**INSTRUCTIONS FOR THE TASK**
For the listing that follows, report how many lines contain the word "ClipboardBridge", giving the number and no other text.

**AVAILABLE DATA**
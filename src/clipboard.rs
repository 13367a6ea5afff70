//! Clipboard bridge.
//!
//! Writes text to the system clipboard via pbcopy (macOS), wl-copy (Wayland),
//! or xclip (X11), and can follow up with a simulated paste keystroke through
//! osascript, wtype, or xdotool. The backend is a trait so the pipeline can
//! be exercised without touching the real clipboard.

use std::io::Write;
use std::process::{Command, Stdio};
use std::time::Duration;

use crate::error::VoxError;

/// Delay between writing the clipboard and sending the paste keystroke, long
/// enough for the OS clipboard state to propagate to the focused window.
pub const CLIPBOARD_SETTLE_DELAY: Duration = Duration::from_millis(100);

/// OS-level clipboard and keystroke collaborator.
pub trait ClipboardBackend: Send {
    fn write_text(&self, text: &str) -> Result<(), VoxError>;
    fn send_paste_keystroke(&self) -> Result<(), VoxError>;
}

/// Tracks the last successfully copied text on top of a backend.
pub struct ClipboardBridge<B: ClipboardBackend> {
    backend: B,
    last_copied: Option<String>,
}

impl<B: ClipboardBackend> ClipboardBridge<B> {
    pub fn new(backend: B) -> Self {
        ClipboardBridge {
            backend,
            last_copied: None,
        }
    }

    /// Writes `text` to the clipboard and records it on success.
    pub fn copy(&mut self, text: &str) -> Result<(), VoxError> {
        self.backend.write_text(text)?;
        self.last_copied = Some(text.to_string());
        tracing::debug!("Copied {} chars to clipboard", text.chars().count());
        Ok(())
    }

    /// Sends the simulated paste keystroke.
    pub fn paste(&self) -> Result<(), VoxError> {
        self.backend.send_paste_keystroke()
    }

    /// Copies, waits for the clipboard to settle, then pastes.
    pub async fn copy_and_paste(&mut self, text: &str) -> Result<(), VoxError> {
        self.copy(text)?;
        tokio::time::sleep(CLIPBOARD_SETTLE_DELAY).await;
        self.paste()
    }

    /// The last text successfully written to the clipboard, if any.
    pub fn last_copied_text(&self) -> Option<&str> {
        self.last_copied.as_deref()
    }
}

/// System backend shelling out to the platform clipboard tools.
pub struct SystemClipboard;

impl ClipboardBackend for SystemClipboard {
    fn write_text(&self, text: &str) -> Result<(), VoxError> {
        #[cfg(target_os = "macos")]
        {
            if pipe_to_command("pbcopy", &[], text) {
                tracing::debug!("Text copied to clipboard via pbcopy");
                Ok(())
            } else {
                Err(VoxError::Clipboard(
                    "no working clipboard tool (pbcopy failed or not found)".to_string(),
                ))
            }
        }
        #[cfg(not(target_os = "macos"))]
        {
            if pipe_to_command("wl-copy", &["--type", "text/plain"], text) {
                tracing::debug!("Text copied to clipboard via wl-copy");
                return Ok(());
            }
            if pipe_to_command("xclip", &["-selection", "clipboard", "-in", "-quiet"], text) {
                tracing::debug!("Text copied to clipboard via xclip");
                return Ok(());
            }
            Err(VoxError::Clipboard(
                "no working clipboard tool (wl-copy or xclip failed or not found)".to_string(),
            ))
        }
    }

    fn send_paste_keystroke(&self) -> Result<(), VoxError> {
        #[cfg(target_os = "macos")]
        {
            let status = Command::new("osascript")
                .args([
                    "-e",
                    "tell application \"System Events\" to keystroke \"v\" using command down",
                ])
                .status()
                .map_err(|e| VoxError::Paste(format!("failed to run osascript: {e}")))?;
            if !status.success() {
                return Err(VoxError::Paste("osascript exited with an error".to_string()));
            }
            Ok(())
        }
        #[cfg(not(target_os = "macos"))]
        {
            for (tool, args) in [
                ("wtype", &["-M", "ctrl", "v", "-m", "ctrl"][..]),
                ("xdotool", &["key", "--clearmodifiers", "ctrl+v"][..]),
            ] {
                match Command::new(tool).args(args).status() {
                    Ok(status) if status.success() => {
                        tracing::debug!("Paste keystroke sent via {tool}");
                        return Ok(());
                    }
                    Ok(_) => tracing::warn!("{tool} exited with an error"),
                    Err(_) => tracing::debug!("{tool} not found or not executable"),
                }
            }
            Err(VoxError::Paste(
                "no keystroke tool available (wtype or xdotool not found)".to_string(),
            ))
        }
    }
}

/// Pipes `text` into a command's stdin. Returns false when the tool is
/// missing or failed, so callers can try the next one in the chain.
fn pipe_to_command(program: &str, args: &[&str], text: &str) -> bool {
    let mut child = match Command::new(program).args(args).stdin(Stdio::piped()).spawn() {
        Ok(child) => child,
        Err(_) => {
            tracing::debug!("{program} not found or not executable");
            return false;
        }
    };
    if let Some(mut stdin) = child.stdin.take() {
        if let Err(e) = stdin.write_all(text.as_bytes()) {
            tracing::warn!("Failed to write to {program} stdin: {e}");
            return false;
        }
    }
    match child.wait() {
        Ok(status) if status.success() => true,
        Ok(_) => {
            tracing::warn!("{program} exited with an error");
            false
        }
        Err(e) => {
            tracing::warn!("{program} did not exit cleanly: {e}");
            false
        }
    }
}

==

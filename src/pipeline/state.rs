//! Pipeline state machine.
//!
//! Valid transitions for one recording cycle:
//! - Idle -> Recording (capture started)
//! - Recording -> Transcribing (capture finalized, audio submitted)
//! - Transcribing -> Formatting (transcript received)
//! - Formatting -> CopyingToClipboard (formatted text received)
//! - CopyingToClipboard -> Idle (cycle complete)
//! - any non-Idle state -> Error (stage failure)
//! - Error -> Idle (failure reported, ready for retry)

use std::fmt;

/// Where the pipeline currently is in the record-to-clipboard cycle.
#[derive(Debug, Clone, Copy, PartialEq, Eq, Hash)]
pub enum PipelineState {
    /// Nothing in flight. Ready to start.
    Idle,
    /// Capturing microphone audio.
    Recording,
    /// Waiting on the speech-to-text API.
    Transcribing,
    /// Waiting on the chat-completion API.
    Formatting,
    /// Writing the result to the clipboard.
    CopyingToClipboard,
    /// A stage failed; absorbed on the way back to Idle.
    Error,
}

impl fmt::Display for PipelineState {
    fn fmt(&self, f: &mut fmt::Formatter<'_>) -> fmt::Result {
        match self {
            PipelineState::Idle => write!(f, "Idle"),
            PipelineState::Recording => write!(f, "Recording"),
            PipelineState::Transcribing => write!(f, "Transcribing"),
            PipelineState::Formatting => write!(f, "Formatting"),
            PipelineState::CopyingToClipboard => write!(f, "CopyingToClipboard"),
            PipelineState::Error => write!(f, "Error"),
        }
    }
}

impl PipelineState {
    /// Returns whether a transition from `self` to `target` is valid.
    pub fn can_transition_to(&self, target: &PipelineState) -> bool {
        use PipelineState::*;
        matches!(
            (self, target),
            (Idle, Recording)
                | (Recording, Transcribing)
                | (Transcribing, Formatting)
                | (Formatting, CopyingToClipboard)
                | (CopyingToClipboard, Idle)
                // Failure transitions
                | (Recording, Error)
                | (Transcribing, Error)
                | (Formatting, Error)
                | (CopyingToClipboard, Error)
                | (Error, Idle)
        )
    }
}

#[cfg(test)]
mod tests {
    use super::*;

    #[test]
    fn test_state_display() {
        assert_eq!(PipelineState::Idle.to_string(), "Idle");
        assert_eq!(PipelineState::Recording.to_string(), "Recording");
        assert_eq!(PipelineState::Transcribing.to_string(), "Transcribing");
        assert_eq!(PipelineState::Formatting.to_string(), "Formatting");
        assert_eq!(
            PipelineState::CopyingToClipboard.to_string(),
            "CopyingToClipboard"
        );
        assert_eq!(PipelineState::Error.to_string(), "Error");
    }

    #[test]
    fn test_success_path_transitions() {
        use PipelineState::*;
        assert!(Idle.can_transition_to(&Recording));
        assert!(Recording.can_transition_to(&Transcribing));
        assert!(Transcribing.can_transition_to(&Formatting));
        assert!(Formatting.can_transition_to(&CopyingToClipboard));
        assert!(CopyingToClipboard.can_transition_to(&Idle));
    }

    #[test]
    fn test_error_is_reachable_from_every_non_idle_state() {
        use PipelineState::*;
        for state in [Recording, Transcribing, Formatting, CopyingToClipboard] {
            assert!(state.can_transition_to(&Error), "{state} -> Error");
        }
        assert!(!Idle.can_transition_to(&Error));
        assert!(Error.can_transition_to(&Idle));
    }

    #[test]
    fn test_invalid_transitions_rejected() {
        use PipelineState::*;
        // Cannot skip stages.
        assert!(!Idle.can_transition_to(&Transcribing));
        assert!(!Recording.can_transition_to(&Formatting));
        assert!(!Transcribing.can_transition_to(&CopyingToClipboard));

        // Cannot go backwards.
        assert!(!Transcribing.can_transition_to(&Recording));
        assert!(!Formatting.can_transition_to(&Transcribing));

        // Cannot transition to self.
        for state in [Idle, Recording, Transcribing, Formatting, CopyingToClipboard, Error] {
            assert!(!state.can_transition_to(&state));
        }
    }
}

**RESPONSE AREA**
3